**Work instruction**
How many of the lines in the material underneath include the string "ProcessIdentity"? State the number only.

**Supplied records**

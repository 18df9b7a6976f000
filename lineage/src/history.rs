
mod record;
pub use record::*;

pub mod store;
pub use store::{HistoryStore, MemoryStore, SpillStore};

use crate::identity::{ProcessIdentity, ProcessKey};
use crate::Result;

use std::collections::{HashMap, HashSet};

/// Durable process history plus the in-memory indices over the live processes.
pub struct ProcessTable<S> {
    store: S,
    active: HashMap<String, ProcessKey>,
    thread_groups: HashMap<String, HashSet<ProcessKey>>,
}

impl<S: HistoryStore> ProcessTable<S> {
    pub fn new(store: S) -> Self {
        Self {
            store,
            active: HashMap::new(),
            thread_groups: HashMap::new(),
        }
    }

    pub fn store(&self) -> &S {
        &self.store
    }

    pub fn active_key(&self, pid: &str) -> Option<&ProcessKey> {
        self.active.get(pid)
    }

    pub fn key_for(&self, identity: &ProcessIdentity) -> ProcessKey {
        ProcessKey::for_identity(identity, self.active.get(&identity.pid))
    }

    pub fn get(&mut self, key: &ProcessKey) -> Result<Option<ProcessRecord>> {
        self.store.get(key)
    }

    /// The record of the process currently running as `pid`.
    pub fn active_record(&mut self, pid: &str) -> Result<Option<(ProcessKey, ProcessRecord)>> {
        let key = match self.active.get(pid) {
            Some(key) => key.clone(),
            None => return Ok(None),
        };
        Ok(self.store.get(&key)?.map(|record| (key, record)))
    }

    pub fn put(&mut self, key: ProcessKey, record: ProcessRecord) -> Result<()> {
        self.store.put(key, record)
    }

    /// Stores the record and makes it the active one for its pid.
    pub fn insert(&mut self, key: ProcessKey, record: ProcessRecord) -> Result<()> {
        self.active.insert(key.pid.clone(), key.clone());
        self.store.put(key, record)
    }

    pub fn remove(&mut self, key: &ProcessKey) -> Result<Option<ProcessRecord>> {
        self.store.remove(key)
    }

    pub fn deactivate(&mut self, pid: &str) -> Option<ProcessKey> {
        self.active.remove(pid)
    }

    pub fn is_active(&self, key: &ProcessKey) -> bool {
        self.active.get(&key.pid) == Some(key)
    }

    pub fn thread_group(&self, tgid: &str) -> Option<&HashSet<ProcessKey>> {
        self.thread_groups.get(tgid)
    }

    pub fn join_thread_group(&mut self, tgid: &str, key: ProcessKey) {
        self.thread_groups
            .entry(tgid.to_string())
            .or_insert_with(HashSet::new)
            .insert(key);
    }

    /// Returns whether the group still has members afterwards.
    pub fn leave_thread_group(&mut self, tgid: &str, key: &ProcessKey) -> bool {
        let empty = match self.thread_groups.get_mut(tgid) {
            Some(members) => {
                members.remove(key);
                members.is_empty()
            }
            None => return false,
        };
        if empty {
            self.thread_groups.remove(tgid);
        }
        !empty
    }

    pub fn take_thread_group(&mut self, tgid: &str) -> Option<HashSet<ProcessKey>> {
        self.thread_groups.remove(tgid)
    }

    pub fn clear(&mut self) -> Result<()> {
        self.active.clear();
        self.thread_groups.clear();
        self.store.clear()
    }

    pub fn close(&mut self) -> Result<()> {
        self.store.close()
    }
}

**Result below**
2